I have a library with a function that accepts a function pointer and a parameter to give the function. I'm wrapping the thing in a class and so for each instance of the class I give it a function pointer to a private static dispatch function, and the parameter I give it is the this pointer. The dispatch function just calls the instance version of the function from the instance pointer given as a parameter. The issue is, when the class is destructed, it needs to remove that function-parameter pair from the functions-to-call list - but it only searches by function pointer and I cannot make it take a parameter to match with.
Is there a way I can create, at runtime, copies of the dispatch function so that the function pointers are unique? Or is there another solution?
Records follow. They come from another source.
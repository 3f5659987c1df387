//! Request and response DTOs for the REST API.

use riformula_core::{CorrectionStats, FeedbackStats, RewriteResult};
use serde::{Deserialize, Serialize};

// ============================================================================
// REWRITE
// ============================================================================

/// POST /api/riformula request body.
#[derive(Debug, Clone, Deserialize)]
#[cfg_attr(feature = "openapi", derive(utoipa::ToSchema))]
pub struct RewriteRequest {
    /// The informal activity description to rewrite.
    pub input: String,
    /// The caller rejected a previous output and wants a different one.
    #[serde(default)]
    pub is_regeneration: bool,
    /// The rejected output, when regenerating.
    #[serde(default)]
    pub previous_output: Option<String>,
}

/// Rewrite responses reuse the engine's result type directly.
pub type RewriteResponse = RewriteResult;

// ============================================================================
// FEEDBACK
// ============================================================================

/// POST /api/save-feedback request body.
#[derive(Debug, Clone, Deserialize)]
#[cfg_attr(feature = "openapi", derive(utoipa::ToSchema))]
pub struct FeedbackRequest {
    pub original: String,
    pub enhanced: String,
    pub is_positive: bool,
}

/// GET /api/feedback-stats response body.
#[derive(Debug, Clone, Serialize, Deserialize)]
#[cfg_attr(feature = "openapi", derive(utoipa::ToSchema))]
pub struct FeedbackStatsResponse {
    #[serde(flatten)]
    pub stats: FeedbackStats,
}

// ============================================================================
// CORRECTIONS
// ============================================================================

/// POST /api/save-correction request body.
#[derive(Debug, Clone, Deserialize)]
#[cfg_attr(feature = "openapi", derive(utoipa::ToSchema))]
pub struct CorrectionRequest {
    pub original_description: String,
    pub ai_generated: String,
    pub user_corrected: String,
}

/// GET /api/correction-stats response body.
#[derive(Debug, Clone, Serialize, Deserialize)]
#[cfg_attr(feature = "openapi", derive(utoipa::ToSchema))]
pub struct CorrectionStatsResponse {
    #[serde(flatten)]
    pub stats: CorrectionStats,
}

// ============================================================================
// SHARED
// ============================================================================

/// Generic acknowledgement for write endpoints.
#[derive(Debug, Clone, Serialize, Deserialize)]
#[cfg_attr(feature = "openapi", derive(utoipa::ToSchema))]
pub struct AckResponse {
    pub success: bool,
    pub message: String,
}

impl AckResponse {
    pub fn ok(message: impl Into<String>) -> Self {
        Self {
            success: true,
            message: message.into(),
        }
    }
}

// ============================================================================
// MODEL CATALOG
// ============================================================================

/// One selectable upstream model.
#[derive(Debug, Clone, Serialize, Deserialize)]
#[cfg_attr(feature = "openapi", derive(utoipa::ToSchema))]
pub struct ModelInfo {
    pub id: String,
    pub name: String,
    pub free: bool,
}

/// GET /api/models response body.
#[derive(Debug, Clone, Serialize, Deserialize)]
#[cfg_attr(feature = "openapi", derive(utoipa::ToSchema))]
pub struct ModelsResponse {
    pub models: Vec<ModelInfo>,
}

/// GET /api/test-connection response body.
#[derive(Debug, Clone, Serialize, Deserialize)]
#[cfg_attr(feature = "openapi", derive(utoipa::ToSchema))]
pub struct ConnectionTestResponse {
    pub success: bool,
    pub message: String,
}
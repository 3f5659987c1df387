//! Upstream Connection Test Route
//!
//! GET /api/test-connection - probes the generation service's auth
//! endpoint, distinguishing bad credentials from connectivity problems.

use axum::{extract::State, http::StatusCode, response::IntoResponse, routing::get, Json, Router};

use crate::{state::AppState, types::ConnectionTestResponse};

/// GET /api/test-connection - Probe upstream credentials
#[utoipa::path(
    get,
    path = "/api/test-connection",
    tag = "Diagnostics",
    responses(
        (status = 200, description = "Upstream reachable", body = ConnectionTestResponse),
        (status = 502, description = "Upstream unreachable or credentials rejected", body = ConnectionTestResponse),
    ),
)]
pub async fn test_connection(State(state): State<AppState>) -> impl IntoResponse {
    match state.engine.check_upstream().await {
        Ok(()) => (
            StatusCode::OK,
            Json(ConnectionTestResponse {
                success: true,
                message: "Connessione a OpenRouter riuscita".to_string(),
            }),
        ),
        Err(error) => {
            tracing::warn!(%error, "upstream connection test failed");
            (
                StatusCode::BAD_GATEWAY,
                Json(ConnectionTestResponse {
                    success: false,
                    message: format!("Errore di connessione a OpenRouter: {}", error),
                }),
            )
        }
    }
}

/// Create the connection-test router.
pub fn create_router(state: AppState) -> Router {
    Router::new()
        .route("/test-connection", get(test_connection))
        .with_state(state)
}
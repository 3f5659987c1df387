//! Periodic store backups.
//!
//! Each registered store is copied to a timestamped file under the backup
//! directory, once immediately on startup and then on every interval tick.
//! Failures are logged and never propagate: losing a backup must not cost
//! a request.

use chrono::{DateTime, Utc};
use riformula_core::{RiformulaResult, StoreError};
use serde::Serialize;
use std::path::{Path, PathBuf};
use std::sync::Arc;
use std::time::Duration;

use crate::SnapshotSource;

/// Backup file name for a store as of `now`. Colons and dots are not
/// filesystem-safe everywhere, so the timestamp is dashed.
pub fn backup_file_name(store_name: &str, now: DateTime<Utc>) -> String {
    let stamp = now
        .to_rfc3339_opts(chrono::SecondsFormat::Millis, true)
        .replace([':', '.'], "-");
    format!("backup-{}-{}.json", store_name, stamp)
}

/// Serialize `document` into a fresh backup file under `backup_dir`,
/// creating the directory if needed.
pub fn write_backup<T: Serialize>(
    backup_dir: &Path,
    store_name: &str,
    document: &T,
) -> RiformulaResult<PathBuf> {
    std::fs::create_dir_all(backup_dir).map_err(|e| StoreError::SnapshotFailed {
        reason: format!("create {}: {}", backup_dir.display(), e),
    })?;

    let path = backup_dir.join(backup_file_name(store_name, Utc::now()));
    let json = serde_json::to_string_pretty(document).map_err(|e| StoreError::SnapshotFailed {
        reason: format!("serialize {}: {}", store_name, e),
    })?;
    std::fs::write(&path, json).map_err(|e| StoreError::SnapshotFailed {
        reason: format!("write {}: {}", path.display(), e),
    })?;

    Ok(path)
}

/// Runs store snapshots on an independent timer, concurrent with request
/// handling.
pub struct SnapshotScheduler {
    sources: Vec<Arc<dyn SnapshotSource>>,
    backup_dir: PathBuf,
    interval: Duration,
}

impl SnapshotScheduler {
    pub fn new(backup_dir: impl Into<PathBuf>, interval: Duration) -> Self {
        Self {
            sources: Vec::new(),
            backup_dir: backup_dir.into(),
            interval,
        }
    }

    /// Hourly schedule, matching the production default.
    pub fn hourly(backup_dir: impl Into<PathBuf>) -> Self {
        Self::new(backup_dir, Duration::from_secs(3600))
    }

    pub fn register(mut self, source: Arc<dyn SnapshotSource>) -> Self {
        self.sources.push(source);
        self
    }

    /// Snapshot every registered store once, logging outcomes.
    pub fn snapshot_all(&self) {
        for source in &self.sources {
            match source.snapshot(&self.backup_dir) {
                Ok(path) => {
                    tracing::info!(store = source.store_name(), path = %path.display(), "store backup written");
                }
                Err(error) => {
                    tracing::warn!(store = source.store_name(), %error, "store backup failed");
                }
            }
        }
    }

    /// Spawn the periodic loop. The first tick fires immediately, covering
    /// the startup snapshot.
    pub fn spawn(self) -> tokio::task::JoinHandle<()> {
        tokio::spawn(async move {
            let mut ticker = tokio::time::interval(self.interval);
            loop {
                ticker.tick().await;
                self.snapshot_all();
            }
        })
    }
}

impl std::fmt::Debug for SnapshotScheduler {
    fn fmt(&self, f: &mut std::fmt::Formatter<'_>) -> std::fmt::Result {
        f.debug_struct("SnapshotScheduler")
            .field("backup_dir", &self.backup_dir)
            .field("interval", &self.interval)
            .field("sources", &self.sources.len())
            .finish()
    }
}

#[cfg(test)]
mod tests {
    use super::*;
    use crate::memory::InMemoryExampleStore;
    use crate::ExampleStore;

    #[test]
    fn test_backup_file_name_is_filesystem_safe() {
        let name = backup_file_name("examples", Utc::now());
        assert!(name.starts_with("backup-examples-"));
        assert!(name.ends_with(".json"));
        assert!(!name.contains(':'));
    }

    #[test]
    fn test_backup_names_distinct_per_store() {
        let now = Utc::now();
        assert_ne!(
            backup_file_name("examples", now),
            backup_file_name("feedback", now)
        );
    }

    #[test]
    fn test_snapshot_all_tolerates_failures() {
        // Registering a store pointed at an unwritable backup dir must not
        // panic or abort the pass.
        let store = Arc::new(InMemoryExampleStore::new());
        store.upsert("input", "Output.").unwrap();

        let scheduler = SnapshotScheduler::new("/proc/riformula-nonexistent", Duration::from_secs(3600))
            .register(store);
        scheduler.snapshot_all();
    }

    #[tokio::test]
    async fn test_spawned_scheduler_writes_startup_snapshot() {
        let dir = tempfile::tempdir().unwrap();
        let store = Arc::new(InMemoryExampleStore::new());
        store.upsert("presidio zara", "Presidio tecnico.").unwrap();

        let handle = SnapshotScheduler::new(dir.path(), Duration::from_secs(3600))
            .register(store)
            .spawn();

        // First interval tick fires immediately.
        tokio::time::sleep(Duration::from_millis(50)).await;
        handle.abort();

        let backups: Vec<_> = std::fs::read_dir(dir.path()).unwrap().collect();
        assert_eq!(backups.len(), 1);
    }
}
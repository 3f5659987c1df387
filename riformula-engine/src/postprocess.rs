//! Output hygiene applied to every completion before it is cached or
//! served: trim, markdown stripping, capitalization, terminal punctuation
//! and sentence truncation.

/// Apply the full post-processing pass.
///
/// Order matters: markdown is stripped before capitalization so a leading
/// list marker does not shield the first letter, and truncation runs last
/// so the result always ends on a terminal mark.
pub fn tidy_output(raw: &str, max_sentences: usize) -> String {
    let stripped = strip_markdown(raw.trim());
    let polished = ensure_terminal_punctuation(&capitalize_first(&stripped));
    truncate_sentences(&polished, max_sentences)
}

/// Minimal formatting used when the upstream output is unusable: the
/// processed input echoed back with a capital letter and a final period.
pub fn format_fallback(input: &str) -> String {
    ensure_terminal_punctuation(&capitalize_first(input.trim()))
}

/// An output that must not be served as-is: empty, suspiciously short, or
/// carrying a serialized `undefined` from a broken upstream template.
pub fn is_unusable(output: &str) -> bool {
    let trimmed = output.trim();
    trimmed.is_empty() || trimmed.chars().count() < 5 || trimmed.contains("undefined")
}

/// Drop heading/list/quote markers at line starts and emphasis/backtick
/// characters everywhere, rejoining surviving lines with single spaces.
fn strip_markdown(text: &str) -> String {
    text.lines()
        .map(|line| {
            line.trim_start_matches(|c: char| {
                c == '#' || c == '-' || c == '*' || c == '>' || c.is_whitespace()
            })
            .replace(['*', '`'], "")
        })
        .map(|line| line.trim().to_string())
        .filter(|line| !line.is_empty())
        .collect::<Vec<_>>()
        .join(" ")
}

fn capitalize_first(text: &str) -> String {
    let mut chars = text.chars();
    match chars.next() {
        Some(first) => first.to_uppercase().collect::<String>() + chars.as_str(),
        None => String::new(),
    }
}

fn ensure_terminal_punctuation(text: &str) -> String {
    if text.is_empty() {
        return String::new();
    }
    match text.chars().last() {
        Some('.') | Some('?') | Some('!') => text.to_string(),
        _ => format!("{}.", text),
    }
}

/// Cut after the Nth terminal punctuation mark.
fn truncate_sentences(text: &str, max_sentences: usize) -> String {
    if max_sentences == 0 {
        return text.to_string();
    }

    let mut seen = 0;
    for (idx, c) in text.char_indices() {
        if matches!(c, '.' | '?' | '!') {
            seen += 1;
            if seen == max_sentences {
                return text[..idx + c.len_utf8()].to_string();
            }
        }
    }
    text.to_string()
}

#[cfg(test)]
mod tests {
    use super::*;

    #[test]
    fn test_trim_and_capitalize_and_punctuate() {
        assert_eq!(
            tidy_output("  presidio tecnico presso zara  ", 2),
            "Presidio tecnico presso zara."
        );
    }

    #[test]
    fn test_existing_terminal_punctuation_kept() {
        assert_eq!(tidy_output("Intervento completato?", 2), "Intervento completato?");
        assert_eq!(tidy_output("Intervento completato!", 2), "Intervento completato!");
    }

    #[test]
    fn test_markdown_markers_stripped() {
        assert_eq!(
            tidy_output("- **Installazione** del server `SQL`", 2),
            "Installazione del server SQL."
        );
        assert_eq!(
            tidy_output("## Riformulazione\nConfigurazione completata.", 2),
            "Riformulazione Configurazione completata."
        );
    }

    #[test]
    fn test_sentence_truncation_at_limit() {
        let long = "Prima frase. Seconda frase. Terza frase. Quarta frase.";
        assert_eq!(tidy_output(long, 2), "Prima frase. Seconda frase.");
        assert_eq!(tidy_output(long, 1), "Prima frase.");
        assert_eq!(tidy_output(long, 4), long);
    }

    #[test]
    fn test_truncation_counts_all_terminal_marks() {
        let mixed = "Funziona? Sì! Terza frase.";
        assert_eq!(tidy_output(mixed, 2), "Funziona? Sì!");
    }

    #[test]
    fn test_truncation_no_op_below_limit() {
        assert_eq!(tidy_output("Una sola frase", 4), "Una sola frase.");
    }

    #[test]
    fn test_fallback_formatting() {
        assert_eq!(format_fallback("presidio zara"), "Presidio zara.");
        assert_eq!(format_fallback("già formattato."), "Già formattato.");
    }

    #[test]
    fn test_fallback_capitalizes_accented_initial() {
        assert_eq!(format_fallback("è stato fatto"), "È stato fatto.");
    }

    #[test]
    fn test_unusable_outputs() {
        assert!(is_unusable(""));
        assert!(is_unusable("   "));
        assert!(is_unusable("ok."));
        assert!(is_unusable("output undefined qui"));
        assert!(!is_unusable("Presidio tecnico presso Zara."));
    }
}
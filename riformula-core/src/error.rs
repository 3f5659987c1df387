//! Error types for Riformula operations

use thiserror::Error;

/// Input validation errors.
/// Recovered locally, surfaced to the caller as 4xx. Never retried.
#[derive(Debug, Clone, Error, PartialEq, Eq)]
pub enum InputError {
    #[error("Input is empty")]
    Empty,

    #[error("Input too short: {length} chars (minimum {min})")]
    TooShort { length: usize, min: usize },

    #[error("Input too long: {length} chars (maximum {max})")]
    TooLong { length: usize, max: usize },

    #[error("Input lacks an action verb or technical activity: {suggestion}")]
    SemanticallyInvalid { suggestion: String },
}

/// Errors from the external generation service.
/// Fatal to the request only, never to the process.
#[derive(Debug, Clone, Error, PartialEq, Eq)]
pub enum UpstreamError {
    #[error("API key missing or not configured")]
    ApiKeyMissing,

    #[error("{provider} rejected the API key")]
    InvalidApiKey { provider: String },

    #[error("Model not found or unavailable: {model}")]
    ModelNotFound { model: String },

    #[error("Rate limited by {provider}, retry after {retry_after_ms}ms")]
    RateLimited {
        provider: String,
        retry_after_ms: i64,
    },

    #[error("Response from {provider} lacks a usable completion: {reason}")]
    MalformedResponse { provider: String, reason: String },

    #[error("No response from {provider}: {reason}")]
    NoResponse { provider: String, reason: String },

    #[error("Request to {provider} timed out after {timeout_ms}ms")]
    Timeout { provider: String, timeout_ms: u64 },

    #[error("Request to {provider} failed with status {status}: {message}")]
    RequestFailed {
        provider: String,
        status: i32,
        message: String,
    },
}

/// Persistence errors.
/// Logged and downgraded: a request proceeds with empty-store defaults
/// rather than failing on store I/O.
#[derive(Debug, Clone, Error, PartialEq, Eq)]
pub enum StoreError {
    #[error("I/O failure on {path}: {reason}")]
    Io { path: String, reason: String },

    #[error("Corrupt store document at {path}: {reason}")]
    Corrupt { path: String, reason: String },

    #[error("Store lock poisoned")]
    LockPoisoned,

    #[error("Snapshot failed: {reason}")]
    SnapshotFailed { reason: String },
}

/// Configuration errors.
#[derive(Debug, Clone, Error, PartialEq, Eq)]
pub enum ConfigError {
    #[error("Missing required configuration field: {field}")]
    MissingRequired { field: String },

    #[error("Invalid value for {field}: {value} - {reason}")]
    InvalidValue {
        field: String,
        value: String,
        reason: String,
    },
}

/// Master error type for all Riformula errors.
#[derive(Debug, Clone, Error)]
pub enum RiformulaError {
    #[error("Input error: {0}")]
    Input(#[from] InputError),

    #[error("Upstream error: {0}")]
    Upstream(#[from] UpstreamError),

    #[error("Store error: {0}")]
    Store(#[from] StoreError),

    #[error("Config error: {0}")]
    Config(#[from] ConfigError),
}

/// Result type alias for Riformula operations.
pub type RiformulaResult<T> = Result<T, RiformulaError>;

// =============================================================================
// TESTS
// =============================================================================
I think, and I haven't used it for what you describe, but maybe if you can use boost for this, using boost::function and boost::bind you can get what you are looking for (I think).
Essentially boost::function acts like your function pointer, it doesn't buy you much on it's own, in your case.
Then when you use boost::bind you can pass up to 9 parameters for regular function and 8 for member functions (this-> is implicit). Your function pointer is essentially more than just a function pointer now. I think then you can use this to describe each classes search criteria. My usage and wording may be off, but I think it is possible using a variation of boost::bind and boost::function.
edit:
This may not be possible with the private functions, but I'm not sure
edit 2:
After further investigation this may be of use to you.
The library is hard coded to take a pointer-to-function, I'm not sure how to get that from boost, or if what I got would be unique from any other instance.
Nevermind, I misunderstood how it works. It calls the function once after I request it to, and then forgets about it. This makes my life much easier. Sorry for the hassle.